Kyungsoo doesn’t correct him, watches the flames, then Jongin, then Taekwoon, then Kris, then Lu Han, then Minseok, settles on Chanyeol as he bops wildly to the music.

He roasts another 3 marshmallows, Chanyeol cycles through 4 more songs before Jongdae returns.

He’s suddenly bold, insistent, fingers fitting around his elbows, dragging him forward with a loud, ringing laugh. His arms wind around Kyungsoo’s waist as Kyungsoo stumbles into his hold. “Dance with me,” he urges. “Dance with a boy since you don’t dance with girls anymore.”

Pressed flush and warm with his body, Jongdae smiles at him, equal parts sharp and indulgent, beautifully unsettling in the fire’s flickering glow. Kyungsoo imagines it’s the kind of smile that butchers give sheep before leading them to the slaughter, their fingers probably just as soft on their prey’s skin, eyes twinkling in that same awful, awful way.

“This isn’t how you dance,” Jongdae laughs, cutting and derisive. “You’re supposed to move. Come on, set a good example for your campers. Or do you know how?”

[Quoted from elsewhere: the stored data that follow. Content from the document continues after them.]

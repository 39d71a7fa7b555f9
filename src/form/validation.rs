//! Field Validation
//!
//! Keystroke-level validation driven by a single rule table. Invalid text is
//! never rejected; validation only produces the message shown under a field.

use thiserror::Error;

use super::fields::{parses_as_option, FieldName};

/// Numeric constraint for one free-text field
#[derive(Debug, Clone, Copy, PartialEq)]
pub struct RangeRule {
    pub field: FieldName,
    /// Prefix used in error messages
    pub label: &'static str,
    pub min: f64,
    pub max: f64,
    pub integer: bool,
}

/// Bounds for every numeric field. Ranges are inclusive.
pub const RANGE_RULES: [RangeRule; 4] = [
    RangeRule {
        field: FieldName::AgeAtRelease,
        label: "Age",
        min: 18.0,
        max: 80.0,
        integer: true,
    },
    RangeRule {
        field: FieldName::ResidencePuma,
        label: "Residence PUMA",
        min: 1.0,
        max: 25.0,
        integer: true,
    },
    RangeRule {
        field: FieldName::SupervisionRiskScoreFirst,
        label: "Supervision Risk Score",
        min: 1.0,
        max: 10.0,
        integer: true,
    },
    RangeRule {
        field: FieldName::JobsPerYear,
        label: "Jobs Per Year",
        min: 0.0,
        max: 8.0,
        integer: false,
    },
];

/// Look up the range rule for a field
pub fn rule_for(field: FieldName) -> Option<&'static RangeRule> {
    RANGE_RULES.iter().find(|rule| rule.field == field)
}

/// Why a field value is invalid
#[derive(Error, Debug, Clone, PartialEq)]
pub enum FieldError {
    #[error("{label} must be a whole number.")]
    NotInteger { label: &'static str },

    #[error("{label} must be a number.")]
    NotNumber { label: &'static str },

    #[error("{label} must be between {min} and {max}.")]
    OutOfRange {
        label: &'static str,
        min: f64,
        max: f64,
    },

    #[error("Please select a valid option.")]
    UnknownOption,
}

/// Validate raw field text.
///
/// Empty text yields no error: emptiness is enforced by the form's
/// submit invariant, not by a message under the field.
pub fn validate(field: FieldName, raw: &str) -> Result<(), FieldError> {
    let raw = raw.trim();
    if raw.is_empty() {
        return Ok(());
    }

    if let Some(known) = parses_as_option(field, raw) {
        return if known {
            Ok(())
        } else {
            Err(FieldError::UnknownOption)
        };
    }

    match rule_for(field) {
        Some(rule) => check_range(rule, raw),
        None => Ok(()),
    }
}

fn check_range(rule: &RangeRule, raw: &str) -> Result<(), FieldError> {
    let value = raw.parse::<f64>().ok().filter(|v| v.is_finite());

    let value = match value {
        Some(v) => v,
        None if rule.integer => return Err(FieldError::NotInteger { label: rule.label }),
        None => return Err(FieldError::NotNumber { label: rule.label }),
    };

    if rule.integer && value.fract() != 0.0 {
        return Err(FieldError::NotInteger { label: rule.label });
    }

    if value < rule.min || value > rule.max {
        return Err(FieldError::OutOfRange {
            label: rule.label,
            min: rule.min,
            max: rule.max,
        });
    }

    Ok(())
}

#[cfg(test)]
mod tests {
    use super::*;

    fn is_valid(field: FieldName, raw: &str) -> bool {
        validate(field, raw).is_ok()
    }

    #[test]
    fn test_age_bounds() {
        assert!(!is_valid(FieldName::AgeAtRelease, "17"));
        assert!(is_valid(FieldName::AgeAtRelease, "18"));
        assert!(is_valid(FieldName::AgeAtRelease, "80"));
        assert!(!is_valid(FieldName::AgeAtRelease, "81"));
    }

    #[test]
    fn test_puma_bounds() {
        assert!(!is_valid(FieldName::ResidencePuma, "0"));
        assert!(is_valid(FieldName::ResidencePuma, "1"));
        assert!(is_valid(FieldName::ResidencePuma, "25"));
        assert!(!is_valid(FieldName::ResidencePuma, "26"));
    }

    #[test]
    fn test_risk_score_bounds() {
        assert!(!is_valid(FieldName::SupervisionRiskScoreFirst, "0"));
        assert!(is_valid(FieldName::SupervisionRiskScoreFirst, "1"));
        assert!(is_valid(FieldName::SupervisionRiskScoreFirst, "10"));
        assert!(!is_valid(FieldName::SupervisionRiskScoreFirst, "11"));
    }

    #[test]
    fn test_jobs_bounds() {
        assert!(!is_valid(FieldName::JobsPerYear, "-1"));
        assert!(is_valid(FieldName::JobsPerYear, "0"));
        assert!(is_valid(FieldName::JobsPerYear, "8"));
        assert!(!is_valid(FieldName::JobsPerYear, "9"));
        assert!(is_valid(FieldName::JobsPerYear, "2.5"));
    }

    #[test]
    fn test_messages() {
        assert_eq!(
            validate(FieldName::AgeAtRelease, "17").unwrap_err().to_string(),
            "Age must be between 18 and 80."
        );
        assert_eq!(
            validate(FieldName::AgeAtRelease, "30.5").unwrap_err().to_string(),
            "Age must be a whole number."
        );
        assert_eq!(
            validate(FieldName::ResidencePuma, "abc").unwrap_err().to_string(),
            "Residence PUMA must be a whole number."
        );
        assert_eq!(
            validate(FieldName::SupervisionRiskScoreFirst, "11")
                .unwrap_err()
                .to_string(),
            "Supervision Risk Score must be between 1 and 10."
        );
        assert_eq!(
            validate(FieldName::JobsPerYear, "lots").unwrap_err().to_string(),
            "Jobs Per Year must be a number."
        );
        assert_eq!(
            validate(FieldName::JobsPerYear, "8.5").unwrap_err().to_string(),
            "Jobs Per Year must be between 0 and 8."
        );
    }

    #[test]
    fn test_integer_written_as_decimal() {
        assert!(is_valid(FieldName::AgeAtRelease, "25.0"));
        assert!(is_valid(FieldName::ResidencePuma, " 12 "));
    }

    #[test]
    fn test_empty_has_no_message() {
        for field in FieldName::ALL {
            assert!(is_valid(field, ""));
        }
    }

    #[test]
    fn test_non_finite_rejected() {
        assert!(!is_valid(FieldName::JobsPerYear, "inf"));
        assert!(!is_valid(FieldName::JobsPerYear, "NaN"));
    }

    #[test]
    fn test_selection_fields() {
        assert!(is_valid(FieldName::Gender, "M"));
        assert!(is_valid(FieldName::Race, "WHITE"));
        assert!(is_valid(FieldName::EducationLevel, "High School Diploma"));
        assert_eq!(
            validate(FieldName::Gender, "X"),
            Err(FieldError::UnknownOption)
        );
    }

    #[test]
    fn test_every_numeric_field_has_a_rule() {
        for field in FieldName::ALL {
            assert_eq!(rule_for(field).is_some(), !field.is_selection());
        }
    }
}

“I know” Kyungsoo says, goaded, emboldened, defensive, though still unnerved, unsure of what this is, and he skates his palms down Jongdae’s sides, rests them on the delicate jut of his waist. There’s none of that awkwardness he’d seen in the lobby; Jongdae’s all smooth grace like this. His muscles shift in his grip, rolling smooth, in time with the slow, filthy rhythm. These songs&mash;they really aren’t for children. And he can feel the headiness of it settling in his bones, as he presses back, rocking in time.

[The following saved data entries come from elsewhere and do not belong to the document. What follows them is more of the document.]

//! Toast Notification Component
//!
//! Dismissible error banner.

use leptos::*;

/// Error toast, shown while `message` holds a value
#[component]
pub fn Toast(
    #[prop(into)]
    message: Signal<Option<String>>,
    #[prop(into)]
    on_dismiss: Callback<()>,
) -> impl IntoView {
    view! {
        <div class="fixed bottom-6 right-4 z-50">
            {move || {
                message.get().map(|msg| view! {
                    <div class="flex items-center space-x-3 bg-red-600 text-white px-4 py-3 rounded-lg shadow-lg">
                        <span class="text-lg">"✕"</span>
                        <span class="text-sm font-medium">{msg}</span>
                        <button
                            on:click=move |_| on_dismiss.call(())
                            class="ml-2 text-white/80 hover:text-white"
                        >
                            "Dismiss"
                        </button>
                    </div>
                })
            }}
        </div>
    }
}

This close, he can feel the thrum of Jongdae’s heartbeat against his own.

So close. Too close.

He doesn’t—doesn’t understand.

And this is also grossly inappropriate.

Jongdae’s arms tighten where they’ve looped around his neck, and he drags him down enough to breath hot and lilting into his ear. “That’s more like it,” he hums, his lips skimming Kyungsoo’s earlobe, his jawline, his throat on the retreat. His eyelashes flutter kisses along his skin.

Jongdae bites his lower lip as he sways against him. And it’s captivating, but Jongdae looks just as captivated, entranced, entrancing, pressing so close that his nose skims Kyungsoo’s.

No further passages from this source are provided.